The private sector is slowly climbing its way back from the Great Recession, adding 155,000 jobs in December, but the public sector is continuing its long employment slide, making it the worst few years for government employees in recent memory.

That's a conclusion from a new report by the Nelson A. Rockefeller Institute of Government at the University of Albany, which calculates that while private-sector employment is down 3.1 percent from its peak in January 2008 and on the rebound, state and local government employment is down 3.4 percent from its peak in August 2008 and continuing to slide.

State and local governments were slower to shed jobs than the private sector when the recession began -- after all, their revenues, which come in from taxes, do not follow economic trends in real time as revenues from private companies do.

However, once government jobs started to decline, they fell more consistently and for a longer period in this economic crisis than they have in any previous one, the report said.

About 60 months after the 2007 recession, state government employment is down 1.3 percent, it said. By contrast, state government employment 60 months after the 2001 recession was up 4.3 percent, and was up 18.3 percent after the 1973 recession.

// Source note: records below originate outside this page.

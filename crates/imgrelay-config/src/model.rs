//! Typed proxy configuration.
//!
//! # Design
//! - Pure data handed to the fetch resolver and executor at construction time.
//! - Whitelist entries are compiled once while loading, never per request.

use std::fmt;
use std::net::IpAddr;
use std::path::PathBuf;
use std::time::Duration;

use regex::Regex;

use crate::defaults;
use crate::error::{ConfigError, ConfigResult};

/// Fully resolved proxy configuration.
#[derive(Debug, Clone)]
pub struct ProxyConfig {
    /// Address the HTTP listener binds to.
    pub bind_addr: IpAddr,
    /// Port the HTTP listener binds to.
    pub port: u16,
    /// Hosts a source URL may point at; empty means unrestricted.
    pub whitelist: Whitelist,
    /// MIME types the proxy agrees to serve.
    pub mime_types: Vec<String>,
    /// Time allowed for upstream response headers.
    pub request_timeout: Duration,
    /// Redirect hops followed before failing.
    pub max_redirects: usize,
    /// Largest width or height accepted by the cover route.
    pub max_dimension: u32,
    /// Whether transformed variants are persisted.
    pub cache_enabled: bool,
    /// Directory holding cached variants.
    pub cache_folder: PathBuf,
    /// `Cache-Control` max-age sent to clients, in seconds.
    pub cache_control_ttl: u64,
    /// `User-Agent` sent upstream.
    pub user_agent: String,
}

impl Default for ProxyConfig {
    fn default() -> Self {
        Self {
            bind_addr: defaults::BIND_ADDR,
            port: defaults::PORT,
            whitelist: Whitelist::default(),
            mime_types: defaults::MIME_TYPES
                .iter()
                .map(ToString::to_string)
                .collect(),
            request_timeout: Duration::from_millis(defaults::REQUEST_TIMEOUT_MS),
            max_redirects: defaults::MAX_REDIRECTS,
            max_dimension: defaults::MAX_DIMENSION,
            cache_enabled: true,
            cache_folder: PathBuf::from(defaults::CACHE_FOLDER),
            cache_control_ttl: defaults::CACHE_CONTROL_TTL_SECS,
            user_agent: defaults::user_agent(),
        }
    }
}

impl ProxyConfig {
    /// Reject values the proxy cannot operate with.
    ///
    /// # Errors
    ///
    /// Returns [`ConfigError::InvalidField`] naming the first offending field.
    pub fn validate(&self) -> ConfigResult<()> {
        if self.port == 0 {
            return Err(invalid("port", "zero", Some(self.port.to_string())));
        }
        if self.request_timeout.is_zero() {
            return Err(invalid("request_timeout", "zero", None));
        }
        if self.max_dimension == 0 {
            return Err(invalid("max_dimension", "zero", None));
        }
        if self.mime_types.is_empty() {
            return Err(invalid("mime_types", "empty", None));
        }
        if let Some(bad) = self
            .mime_types
            .iter()
            .find(|mime| !mime.contains('/') || mime.contains(char::is_whitespace))
        {
            return Err(invalid("mime_types", "malformed", Some(bad.clone())));
        }
        if self.cache_enabled && self.cache_folder.as_os_str().is_empty() {
            return Err(invalid("cache_folder", "empty", None));
        }
        if self.user_agent.trim().is_empty() {
            return Err(invalid("user_agent", "empty", None));
        }
        Ok(())
    }

    /// Whether `mime` is in the allowed set.
    #[must_use]
    pub fn allows_mime(&self, mime: &str) -> bool {
        self.mime_types.iter().any(|allowed| allowed == mime)
    }
}

fn invalid(field: &'static str, reason: &'static str, value: Option<String>) -> ConfigError {
    ConfigError::InvalidField {
        field,
        reason,
        value,
    }
}

/// A single whitelist rule.
#[derive(Clone)]
pub enum WhitelistEntry {
    /// Right-anchored host suffix on a label boundary (`example.com` matches
    /// `example.com` and `img.example.com`, not `evilexample.com`).
    Suffix(String),
    /// Precompiled pattern tested against the whole host name.
    Pattern(Regex),
}

impl WhitelistEntry {
    /// Parse a configured entry; `/…/` wraps a regular expression, anything
    /// else is a host suffix.
    ///
    /// # Errors
    ///
    /// Returns an error for empty entries and patterns that fail to compile.
    pub fn parse(raw: &str) -> ConfigResult<Self> {
        let raw = raw.trim();
        if let Some(pattern) = raw
            .strip_prefix('/')
            .and_then(|rest| rest.strip_suffix('/'))
            .filter(|pattern| !pattern.is_empty())
        {
            return Regex::new(pattern)
                .map(Self::Pattern)
                .map_err(|source| ConfigError::InvalidPattern {
                    pattern: pattern.to_string(),
                    source,
                });
        }
        let suffix = raw.trim_start_matches('.').to_ascii_lowercase();
        if suffix.is_empty() {
            return Err(invalid("whitelist", "empty_entry", Some(raw.to_string())));
        }
        Ok(Self::Suffix(suffix))
    }

    /// Whether `host` satisfies this rule.
    #[must_use]
    pub fn matches(&self, host: &str) -> bool {
        match self {
            Self::Suffix(suffix) => host_has_suffix(host.trim_end_matches('.'), suffix),
            Self::Pattern(pattern) => pattern.is_match(host),
        }
    }
}

fn host_has_suffix(host: &str, suffix: &str) -> bool {
    if host.eq_ignore_ascii_case(suffix) {
        return true;
    }
    let Some(boundary) = host.len().checked_sub(suffix.len() + 1) else {
        return false;
    };
    host.as_bytes()[boundary] == b'.'
        && host
            .get(boundary + 1..)
            .is_some_and(|tail| tail.eq_ignore_ascii_case(suffix))
}

impl fmt::Debug for WhitelistEntry {
    fn fmt(&self, formatter: &mut fmt::Formatter<'_>) -> fmt::Result {
        match self {
            Self::Suffix(suffix) => formatter.debug_tuple("Suffix").field(suffix).finish(),
            Self::Pattern(pattern) => formatter
                .debug_tuple("Pattern")
                .field(&pattern.as_str())
                .finish(),
        }
    }
}

/// Ordered set of whitelist rules.
#[derive(Debug, Clone, Default)]
pub struct Whitelist {
    entries: Vec<WhitelistEntry>,
}

impl Whitelist {
    /// Build a whitelist from already-parsed entries.
    #[must_use]
    pub const fn new(entries: Vec<WhitelistEntry>) -> Self {
        Self { entries }
    }

    /// Parse every raw entry.
    ///
    /// # Errors
    ///
    /// Returns the first entry that fails to parse.
    pub fn parse<I, S>(raw: I) -> ConfigResult<Self>
    where
        I: IntoIterator<Item = S>,
        S: AsRef<str>,
    {
        raw.into_iter()
            .filter(|entry| !entry.as_ref().trim().is_empty())
            .map(|entry| WhitelistEntry::parse(entry.as_ref()))
            .collect::<ConfigResult<Vec<_>>>()
            .map(Self::new)
    }

    /// Whether no restriction applies.
    #[must_use]
    pub fn is_empty(&self) -> bool {
        self.entries.is_empty()
    }

    /// Configured rules in order.
    #[must_use]
    pub fn entries(&self) -> &[WhitelistEntry] {
        &self.entries
    }

    /// Whether `host` may be fetched: always when empty, otherwise when any rule matches.
    #[must_use]
    pub fn permits(&self, host: &str) -> bool {
        self.is_empty() || self.entries.iter().any(|entry| entry.matches(host))
    }
}
//! HTTP metrics middleware for request counting.

use std::future::Future;
use std::pin::Pin;
use std::task::{Context as TaskContext, Poll};

use axum::extract::MatchedPath;
use axum::http::Request;
use imgrelay_telemetry::Metrics;
use tower::{Layer, Service};

/// Wraps HTTP services to record request metrics per route and status code.
#[derive(Clone)]
pub(crate) struct HttpMetricsLayer {
    telemetry: Metrics,
}

impl HttpMetricsLayer {
    pub(crate) const fn new(telemetry: Metrics) -> Self {
        Self { telemetry }
    }
}

impl<S> Layer<S> for HttpMetricsLayer {
    type Service = HttpMetricsService<S>;

    fn layer(&self, inner: S) -> Self::Service {
        HttpMetricsService {
            inner,
            telemetry: self.telemetry.clone(),
        }
    }
}

#[derive(Clone)]
pub(crate) struct HttpMetricsService<S> {
    inner: S,
    telemetry: Metrics,
}

impl<S, B> Service<Request<B>> for HttpMetricsService<S>
where
    S: Service<Request<B>, Response = axum::response::Response> + Clone + Send + 'static,
    S::Future: Send + 'static,
    S::Error: Send,
    B: Send + 'static,
{
    type Response = S::Response;
    type Error = S::Error;
    type Future = Pin<Box<dyn Future<Output = Result<Self::Response, Self::Error>> + Send>>;

    fn poll_ready(&mut self, cx: &mut TaskContext<'_>) -> Poll<Result<(), Self::Error>> {
        self.inner.poll_ready(cx)
    }

    fn call(&mut self, req: Request<B>) -> Self::Future {
        // Matched templates keep label cardinality bounded; raw paths embed source URLs.
        let route = req
            .extensions()
            .get::<MatchedPath>()
            .map_or_else(|| "unmatched".to_string(), |matched| matched.as_str().to_string());
        let telemetry = self.telemetry.clone();
        let fut = self.inner.call(req);

        Box::pin(async move {
            let response = fut.await?;
            telemetry.inc_http_request(&route, response.status().as_u16());
            Ok(response)
        })
    }
}
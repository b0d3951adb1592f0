//! Application-level span carrying the build identifier.

use tracing::{Span, span::Entered};

use crate::init::build_sha;

/// Guard that keeps the application-level span entered for the lifetime of the process.
pub struct GlobalContextGuard {
    _guard: Entered<'static>,
}

impl GlobalContextGuard {
    /// Enter the application-level tracing span for the lifetime of the guard.
    #[must_use]
    pub fn new(service: impl Into<String>) -> Self {
        let service = service.into();
        let span: &'static Span = Box::leak(Box::new(
            tracing::info_span!("app", service = %service, build_sha = %build_sha()),
        ));
        let guard = span.enter();
        Self { _guard: guard }
    }
}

That may be because "government jobs" became a much-maligned term after 2010 when a number of Tea Party candidates were voted into office and vowed to cut government pensions and salaries.

The cuts span across states and governments. New York had the largest decline in K-12 education jobs, California cut the most jobs in police protection and Texas slashed the most in hospitals and corrections, according to the Rockefeller Institute study.

Only states being fueled by an oil boom seem to be able to avoid drastic cuts, the report said. In Wyoming, state and local government employment is up 9.2 percent since August 2008, and in Alaska, it's up 3.8 percent.